Comme les sokushinbutsu sont des corps humains et non pas des statues de Bouddha, ils ne peuvent pas être reconnus comme patrimoine culturel. Par conséquent, les temples ne peuvent pas obtenir de subventions nationales ou régionales, rendant les frais d’entretien très lourds à supporter. Par ailleurs, ce sont des hibutsu (bouddhas secrets) : les événements tels que le changement de vêtements des sokushinbutsu, qui ont lieu une fois tous les six ou douze ans, ne sont pas ouverts au public. Il est donc difficile de leur attribuer le statut de bien culturel immatériel.

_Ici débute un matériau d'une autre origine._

//! Integer screen geometry.
//!
//! Coordinates are physical pixels in the virtual desktop, which may have a
//! negative origin on multi-monitor layouts.

use serde::{Deserialize, Serialize};

/// Axis-aligned integer rectangle.
///
/// Used for capture regions (screen space) and masks (relative to the
/// requested capture region).
#[derive(Debug, Clone, Copy, Default, PartialEq, Eq, Hash, Serialize, Deserialize)]
pub struct Rect {
    pub x: i32,
    pub y: i32,
    pub width: i32,
    pub height: i32,
}

/// A mask rectangle, relative to the requested capture region.
pub type MaskRect = Rect;

impl Rect {
    pub const fn new(x: i32, y: i32, width: i32, height: i32) -> Self {
        Self {
            x,
            y,
            width,
            height,
        }
    }

    /// True when the rectangle covers no pixels.
    pub fn is_empty(&self) -> bool {
        self.width <= 0 || self.height <= 0
    }

    /// Exclusive right edge.
    pub fn right(&self) -> i32 {
        self.x.saturating_add(self.width)
    }

    /// Exclusive bottom edge.
    pub fn bottom(&self) -> i32 {
        self.y.saturating_add(self.height)
    }

    /// Overlapping region of two rectangles, `None` if they do not overlap.
    pub fn intersect(&self, other: &Rect) -> Option<Rect> {
        let left = self.x.max(other.x);
        let top = self.y.max(other.y);
        let right = self.right().min(other.right());
        let bottom = self.bottom().min(other.bottom());
        let rect = Rect::new(left, top, right.saturating_sub(left), bottom.saturating_sub(top));
        (!rect.is_empty()).then_some(rect)
    }

    /// Move the rectangle by `(dx, dy)`, saturating at the `i32` range.
    pub fn translate(&self, dx: i32, dy: i32) -> Rect {
        Rect::new(
            self.x.saturating_add(dx),
            self.y.saturating_add(dy),
            self.width,
            self.height,
        )
    }

    /// Round width and height down to even numbers (yuv420 encoders need it).
    pub fn with_even_size(&self) -> Rect {
        Rect::new(
            self.x,
            self.y,
            self.width.max(0) & !1,
            self.height.max(0) & !1,
        )
    }

    /// True when `other` lies entirely inside this rectangle.
    pub fn contains_rect(&self, other: &Rect) -> bool {
        other.x >= self.x
            && other.y >= self.y
            && other.right() <= self.right()
            && other.bottom() <= self.bottom()
    }
}

#[cfg(test)]
mod tests {
    use super::*;
    use proptest::prelude::*;

    #[test]
    fn intersect_clips_negative_origin() {
        let desktop = Rect::new(0, 0, 1920, 1080);
        let requested = Rect::new(-100, 50, 500, 300);
        assert_eq!(
            requested.intersect(&desktop),
            Some(Rect::new(0, 50, 400, 300))
        );
    }

    #[test]
    fn intersect_disjoint_is_none() {
        let a = Rect::new(0, 0, 10, 10);
        let b = Rect::new(10, 0, 10, 10);
        assert_eq!(a.intersect(&b), None);
    }

    #[test]
    fn translate_saturates_at_extremes() {
        assert_eq!(
            Rect::new(i32::MIN, i32::MAX, 10, 10).translate(-100, 100),
            Rect::new(i32::MIN, i32::MAX, 10, 10)
        );
        assert_eq!(Rect::new(5, 5, 1, 1).translate(-5, 2), Rect::new(0, 7, 1, 1));
    }

    #[test]
    fn intersect_far_apart_does_not_overflow() {
        let a = Rect::new(i32::MAX - 1, 0, 10, 10);
        let b = Rect::new(i32::MIN, 0, 1, 10);
        assert_eq!(a.intersect(&b), None);
    }

    #[test]
    fn even_size_rounds_down() {
        assert_eq!(
            Rect::new(3, 5, 1281, 721).with_even_size(),
            Rect::new(3, 5, 1280, 720)
        );
        assert!(Rect::new(0, 0, 1, 1).with_even_size().is_empty());
    }

    proptest! {
        #[test]
        fn intersection_lies_inside_both(
            ax in -2000i32..2000, ay in -2000i32..2000, aw in 0i32..3000, ah in 0i32..3000,
            bx in -2000i32..2000, by in -2000i32..2000, bw in 0i32..3000, bh in 0i32..3000,
        ) {
            let a = Rect::new(ax, ay, aw, ah);
            let b = Rect::new(bx, by, bw, bh);
            if let Some(i) = a.intersect(&b) {
                prop_assert!(!i.is_empty());
                prop_assert!(a.contains_rect(&i));
                prop_assert!(b.contains_rect(&i));
            }
            prop_assert_eq!(a.intersect(&b), b.intersect(&a));
        }

        #[test]
        fn even_size_never_grows(w in -10i32..5000, h in -10i32..5000) {
            let even = Rect::new(0, 0, w, h).with_even_size();
            prop_assert!(even.width % 2 == 0 && even.height % 2 == 0);
            prop_assert!(even.width <= w.max(0) && even.height <= h.max(0));
            prop_assert!(w.max(0) - even.width <= 1);
        }
    }
}
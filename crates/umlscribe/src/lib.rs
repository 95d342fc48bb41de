//! umlscribe - Turn class record streams into class diagrams
//!
//! An extractor (outside this crate) walks compiled classes and writes one
//! record block per class, interface or annotation. This crate reads those
//! blocks and renders them as PlantUML or yUML class diagrams.
//!
//! # Quick Start
//!
//! ```rust
//! use umlscribe::render_text;
//!
//! let records = "\
//! Class: com.acme.Foo
//! Extends: com.acme.Bar
//! Fields:
//!   - public Widget w
//! -----------------------------------------------------";
//!
//! let output = render_text(records, "plantuml").unwrap();
//! assert!(output.lines.contains(&"Bar <|-- Foo".to_string()));
//! assert!(output.lines.contains(&"Foo ---> Widget".to_string()));
//! ```
//!
//! # Advanced Usage
//!
//! For more control, use the individual components:
//!
//! ```rust
//! use std::collections::HashSet;
//! use umlscribe::prelude::*;
//!
//! let lines: Vec<String> = ["Class: a.Keep", "-----", "Class: a.Skip", "-----"]
//!     .iter()
//!     .map(|l| l.to_string())
//!     .collect();
//!
//! // Drop ignored entities
//! let ignored: HashSet<String> = ["Skip".to_string()].into_iter().collect();
//! let kept = normalize(&lines, &ignored);
//!
//! // Render with a specific notation
//! let output = YumlRenderer::new().render(&kept).unwrap();
//! assert_eq!(output.lines, vec!["[Keep]"]);
//! ```

pub mod core;
pub mod plugins;

use std::collections::HashSet;

pub use crate::core::*;

/// Prelude module for convenient imports
pub mod prelude {
    pub use crate::core::{
        normalize, DiagramError, EntityKind, MalformedRecord, NotationWriter, Relation,
        RelationKind, RenderOutput, Renderer, Scanner, Visibility,
    };
    pub use crate::plugins::plantuml::PlantUmlRenderer;
    pub use crate::plugins::registry::NotationRegistry;
    pub use crate::plugins::yuml::YumlRenderer;
}

/// Render a record stream with the notation registered under `notation`
///
/// # Returns
/// * `Ok(RenderOutput)` - Diagram lines plus any skipped malformed records
/// * `Err` - [`DiagramError::UnsupportedNotation`] for an unknown key
///
/// # Example
/// ```rust
/// use umlscribe::render;
///
/// let lines = vec!["Class: a.Foo".to_string()];
/// let output = render(&lines, "yuml").unwrap();
/// assert_eq!(output.lines, vec!["[Foo]"]);
/// ```
pub fn render(lines: &[String], notation: &str) -> anyhow::Result<RenderOutput> {
    use crate::plugins::registry::NotationRegistry;

    NotationRegistry::with_default_notations().render(notation, lines)
}

/// Render a record stream after dropping the blocks of `ignored` entities
///
/// Names are simple names (`Widget`, not `com.acme.Widget`).
pub fn render_with_ignored(
    lines: &[String],
    notation: &str,
    ignored: &HashSet<String>,
) -> anyhow::Result<RenderOutput> {
    use crate::plugins::registry::NotationRegistry;

    NotationRegistry::with_default_notations().render_with_ignored(notation, lines, ignored)
}

/// Render record text as read from an extractor's output file
pub fn render_text(text: &str, notation: &str) -> anyhow::Result<RenderOutput> {
    render(&split_records(text), notation)
}

/// Split record text into lines
pub fn split_records(text: &str) -> Vec<String> {
    text.lines().map(str::to_string).collect()
}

Néanmoins, les sokushinbutsu ont une valeur culturelle indéniable : les visiteurs qui ont l’occasion de les observer dans les temples sont profondément émus lorsqu’ils découvrent combien ils étaient dévoués à leurs ascèses et le rôle important qu’ils ont joué en tant que personnes religieuses. Afin de conserver les sokushinbutsu et de transmettre leur histoire aux générations futures, il est important de sensibiliser le public à leur importance culturelle et de faciliter l’accès aux temples. Comme ils sont souvent éloignés des villes, il serait souhaitable de mettre en place un soutien gouvernemental afin d’organiser des visites guidées en car ou en taxi.

Rituel de changement des vêtements du Shinnyokai à Dainichibô, qui a lieu une fois tous les 12 ans. Les anciens habits sont découpés en petits morceaux, puis disposés dans des amulettes qui sont distribuées aux visiteurs (photo : DEGAM Tsuruoka Tourism Bureau).
Rituel de changement des vêtements du Shinnyokai à Dainichibô, qui a lieu une fois tous les 12 ans. Les anciens habits sont découpés en petits morceaux, puis disposés dans des amulettes qui sont distribuées aux visiteurs. (Photo : DEGAM Tsuruoka Tourism Bureau)

(Photo de titre : le sokushinbutsu Shinnyokai Shônin du temple Dainichibô. ©️ Dainichibô)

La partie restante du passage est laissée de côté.